• _Collected data_:
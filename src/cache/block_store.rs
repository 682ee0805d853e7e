use std::path::{Path, PathBuf};

use super::io::{ensure_dir, entry_path, read_entry, write_entry};
use crate::error::Result;

/// Folder (under the data root) holding per-block file caches.
pub const BLOCK_CACHE_DIR: &str = "modular_repr_cache";

/// Persistence for individual descriptor blocks, keyed by block name and
/// molecule id. Stores are consulted in order before a block is computed.
pub trait BlockStore {
    /// Short tier name for log records.
    fn tier(&self) -> &'static str;

    fn load(&mut self, block: &str, id: &str) -> Result<Option<Vec<f32>>>;

    fn store(&mut self, block: &str, id: &str, values: &[f32]) -> Result<()>;

    /// Make buffered writes durable.
    fn flush(&mut self) -> Result<()> {
        Ok(())
    }
}

/// One bincode file per (block, molecule):
/// `<dataRoot>/modular_repr_cache/<BlockName>/<id>.cache`.
#[derive(Debug, Clone)]
pub struct BlockFileCache {
    root: PathBuf,
}

impl BlockFileCache {
    pub fn new(data_root: &Path) -> Self {
        BlockFileCache {
            root: data_root.join(BLOCK_CACHE_DIR),
        }
    }

    pub fn block_dir(&self, block: &str) -> PathBuf {
        self.root.join(block)
    }
}

impl BlockStore for BlockFileCache {
    fn tier(&self) -> &'static str {
        "block-file"
    }

    fn load(&mut self, block: &str, id: &str) -> Result<Option<Vec<f32>>> {
        read_entry(&entry_path(&self.block_dir(block), id)?)
    }

    fn store(&mut self, block: &str, id: &str, values: &[f32]) -> Result<()> {
        let dir = self.block_dir(block);
        ensure_dir(&dir)?;
        write_entry(&entry_path(&dir, id)?, &values)
    }
}

#[cfg(test)]
mod tests {
    use super::*;

    #[test]
    fn file_store_layout_uses_block_name() {
        let dir = tempfile::tempdir().unwrap();
        let mut store = BlockFileCache::new(dir.path());
        assert!(store.load("MACCS", "m1").unwrap().is_none());
        store.store("MACCS", "m1", &[1.0, 0.0, 1.0]).unwrap();

        assert!(dir.path().join("modular_repr_cache/MACCS/m1.cache").is_file());
        assert_eq!(store.load("MACCS", "m1").unwrap().unwrap(), vec![1.0, 0.0, 1.0]);
        assert!(store.load("MQN", "m1").unwrap().is_none());
    }
}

• _WORK ORDER_: Each line in the records above that contains the word "tier" must be copied.

• _WRITTEN ANSWER_:
    /// Short tier name for log records.
    fn tier(&self) -> &'static str;
    fn tier(&self) -> &'static str {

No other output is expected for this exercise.